Alice Cogswell was born on August 31, 1805, in Hartford, Connecticut, on 8 Prospect Street to Dr. Mason Fitch Cogswell, a well-known physician specializing in surgical ophthalmology, and his wife, Mary Ledyard.  Alice was the third in a family of five children.  At age two, she took ill with cerebral spinal meningitis, otherwise known as “spotted fever,” and became deaf as a result.  Her parents were distressed and sent her to a doctor who attempted various methods such as pouring saltwater and oil into her ears and leeching.  Eventually, her parents accepted Alice’s condition and the family developed a system of home signs to communicate with her.

Alice grew up a happy child, the “darling” of her family.  She had a naturally quick mind and was anxious to learn.  Her family would watch her “inquiring glances” and communicate by “graceful signs of passing conversations.”  Family friends described Alice as being observant, lively and possessing an ability to amuse others by mimicking the actions of their friends.  Like her father, she enjoyed dancing and was fascinated by music, leaning over the piano to feel its vibrations.  She also enjoyed handiwork and did a piece of knit lace that was passed along in the family for several generations.  She was close to her sisters, but her brother Mason was her more frequent playmate.

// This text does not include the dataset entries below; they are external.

use crate::{
    ast::{BinaryOperator, Number},
    error::RuntimeError,
    interpreter::{
        evaluator::core::{Context, EvalResult},
        value::core::Value,
    },
};

impl Context<'_> {
    /// Evaluates an arithmetic operator.
    ///
    /// Two integers (booleans count as `0`/`1`) stay integers except under
    /// `/`, which always produces a float. A float on either side promotes
    /// the other operand. Strings support `+` with another string and `*`
    /// with an integer on either side.
    ///
    /// # Errors
    /// - `Overflow` if integer `+`, `-` or `*` overflows. Promotion to float
    ///   rounds to the nearest `f64` instead.
    /// - `DivisionByZero` if the divisor of `/` is zero.
    /// - `TypeError` for any other combination of operand types.
    pub(crate) fn eval_scalar_op(op: BinaryOperator,
                                 left: &Value,
                                 right: &Value,
                                 line: usize)
                                 -> EvalResult<Value> {
        match (left, right) {
            (Value::Str(a), Value::Str(b)) if op == BinaryOperator::Add => {
                Ok(Value::Str(format!("{a}{b}")))
            },
            (Value::Str(s), other) | (other, Value::Str(s)) if op == BinaryOperator::Mul => {
                match other {
                    Value::Int(_) | Value::Bool(_) => Self::repeat(s, other, line),
                    _ => Err(Self::unsupported(op, left, right, line)),
                }
            },
            _ => match (left.as_number(), right.as_number()) {
                (Some(Number::Int(a)), Some(Number::Int(b))) => Self::eval_int_op(op, a, b, line),
                (Some(a), Some(b)) => {
                    Self::eval_float_op(op, Self::to_float(a), Self::to_float(b), line)
                },
                _ => Err(Self::unsupported(op, left, right, line)),
            },
        }
    }

    fn eval_int_op(op: BinaryOperator, a: i64, b: i64, line: usize) -> EvalResult<Value> {
        let result = match op {
            BinaryOperator::Add => a.checked_add(b),
            BinaryOperator::Sub => a.checked_sub(b),
            BinaryOperator::Mul => a.checked_mul(b),
            BinaryOperator::Div => {
                return Self::eval_float_op(op,
                                           Self::to_float(Number::Int(a)),
                                           Self::to_float(Number::Int(b)),
                                           line);
            },
            _ => None,
        };
        result.map(Value::Int)
              .ok_or(RuntimeError::Overflow { line })
    }

    fn eval_float_op(op: BinaryOperator, a: f64, b: f64, line: usize) -> EvalResult<Value> {
        let result = match op {
            BinaryOperator::Add => a + b,
            BinaryOperator::Sub => a - b,
            BinaryOperator::Mul => a * b,
            BinaryOperator::Div => {
                if b == 0.0 {
                    return Err(RuntimeError::DivisionByZero { line });
                }
                a / b
            },
            _ => {
                return Err(RuntimeError::TypeError { details: format!("Cannot use {op} on numbers"),
                                                     line });
            },
        };
        Ok(Value::Float(result))
    }

    #[allow(clippy::cast_precision_loss)]
    fn to_float(n: Number) -> f64 {
        match n {
            Number::Int(i) => i as f64,
            Number::Float(f) => f,
        }
    }

    /// `s * n`: the string repeated `n` times, empty for `n <= 0`.
    fn repeat(s: &str, count: &Value, line: usize) -> EvalResult<Value> {
        let count = match count.as_number() {
            Some(Number::Int(n)) => usize::try_from(n).unwrap_or(0),
            _ => 0,
        };
        if s.len().checked_mul(count).is_none() {
            return Err(RuntimeError::Overflow { line });
        }
        Ok(Value::Str(s.repeat(count)))
    }

    pub(crate) fn unsupported(op: BinaryOperator,
                              left: &Value,
                              right: &Value,
                              line: usize)
                              -> RuntimeError {
        RuntimeError::TypeError { details: format!("unsupported operand types for {op}: '{}' and '{}'",
                                                   left.type_name(),
                                                   right.type_name()),
                                  line }
    }
}
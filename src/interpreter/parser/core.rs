use std::iter::Peekable;

use crate::{
    ast::{Expr, Position, Program},
    error::ParseError,
    interpreter::{
        lexer::Token,
        parser::{
            binary::parse_comparison,
            statement::parse_statement,
            utils::{end_of_input, skip_newlines},
        },
        tokenizer::SpannedToken,
    },
};

pub type ParseResult<T> = Result<T, ParseError>;

/// Deepest allowed nesting of parentheses and of indented blocks.
pub const MAX_NESTING_DEPTH: usize = 100;

/// Deepest allowed expression tree, counting every operator and call level.
pub const MAX_EXPRESSION_DEPTH: usize = 200;

/// Parses a complete token stream into a [`Program`].
///
/// The stream must end with `Token::Eof`, as produced by the tokenizer.
/// Parsing stops at the first grammar violation; no partial tree is
/// returned.
///
/// # Errors
/// - `UnexpectedEndOfInput` at the last token if the stream does not end
///   with `Eof`.
/// - `NestingTooDeep` if parentheses or blocks nest deeper than
///   [`MAX_NESTING_DEPTH`], or an expression is deeper than
///   [`MAX_EXPRESSION_DEPTH`].
/// - Otherwise a [`ParseError`] describing the expected and the found token.
///
/// # Example
/// ```
/// use minipy::interpreter::{parser::core::parse, tokenizer::tokenize_all};
///
/// let tokens = tokenize_all("x = 1\nprint(x)\n").unwrap();
/// let program = parse(&tokens).unwrap();
///
/// assert_eq!(program.body.len(), 2);
/// ```
pub fn parse(tokens: &[SpannedToken]) -> ParseResult<Program> {
    check_terminated(tokens)?;
    check_nesting(tokens)?;
    let mut iter = tokens.iter().peekable();
    parse_program(&mut iter)
}

/// Requires the stream to end with `Eof`. An empty stream is reported at
/// `1:1`.
fn check_terminated(tokens: &[SpannedToken]) -> ParseResult<()> {
    match tokens.last() {
        Some(SpannedToken { token: Token::Eof,
                            .. }) => Ok(()),
        last => {
            let pos = last.map_or(Position::new(1, 1), |token| token.pos);
            Err(ParseError::UnexpectedEndOfInput { expected: "end of input".to_string(),
                                                   line:     pos.line,
                                                   column:   pos.column, })
        },
    }
}

/// Rejects parenthesis and block nesting beyond [`MAX_NESTING_DEPTH`].
///
/// Runs over the flat token stream so the recursive descent never sees more
/// nesting than it can hold on the stack.
fn check_nesting(tokens: &[SpannedToken]) -> ParseResult<()> {
    let mut parens = 0usize;
    let mut blocks = 0usize;

    for token in tokens {
        let depth = match token.token {
            Token::LParen => {
                parens += 1;
                parens
            },
            Token::RParen => {
                parens = parens.saturating_sub(1);
                continue;
            },
            Token::Indent => {
                blocks += 1;
                blocks
            },
            Token::Dedent => {
                blocks = blocks.saturating_sub(1);
                continue;
            },
            _ => continue,
        };
        if depth > MAX_NESTING_DEPTH {
            return Err(ParseError::NestingTooDeep { limit:  MAX_NESTING_DEPTH,
                                                    line:   token.pos.line,
                                                    column: token.pos.column, });
        }
    }
    Ok(())
}

/// Parses statements until `Eof`.
///
/// Grammar: `program := statement* EOF`
///
/// Stray `NewLine` tokens between statements are skipped.
pub(crate) fn parse_program<'a, I>(tokens: &mut Peekable<I>) -> ParseResult<Program>
    where I: Iterator<Item = &'a SpannedToken> + Clone
{
    let mut body = Vec::new();

    loop {
        skip_newlines(tokens);
        match tokens.peek() {
            Some(SpannedToken { token: Token::Eof, .. }) => break,
            Some(_) => body.push(parse_statement(tokens)?),
            None => return Err(end_of_input("end of input")),
        }
    }

    Ok(Program { body })
}

/// Parses a full expression.
///
/// This is the entry point for expression parsing.
/// It begins at the lowest-precedence level, comparison, and recursively
/// descends through the precedence hierarchy.
///
/// Grammar: `expression := comparison`
pub(crate) fn parse_expression<'a, I>(tokens: &mut Peekable<I>) -> ParseResult<Expr>
    where I: Iterator<Item = &'a SpannedToken> + Clone
{
    parse_comparison(tokens)
}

The relationship between Alice and her father, Dr. Cogswell, was exceptionally close and he sought to find educational opportunities for his daughter.  Daniel Wadsworth had just established a private girls’ school in Hartford, in 1814, with Lydia Huntley (who would later become a famous poet and marry, taking on the name Sigourney) as a teacher.  Fifteen girls, including Alice and her three sisters, from the Hartford’s elite families, were selected as pupils.  Alice’s mother was believed to have taught her the British two-handed finger alphabet as well as the basics of reading before Alice started school.  Miss Huntley’s notes of Alice’s signed utterances indicated that the Cogswell family used home signs that were “sophisticated enough for detailed narratives” and exhibited a grammar likely similar to that of a “genuine sign language.”  Alice was making progress at the school but Dr. Cogswell believed that other deaf people would benefit from such education and he wanted to help them.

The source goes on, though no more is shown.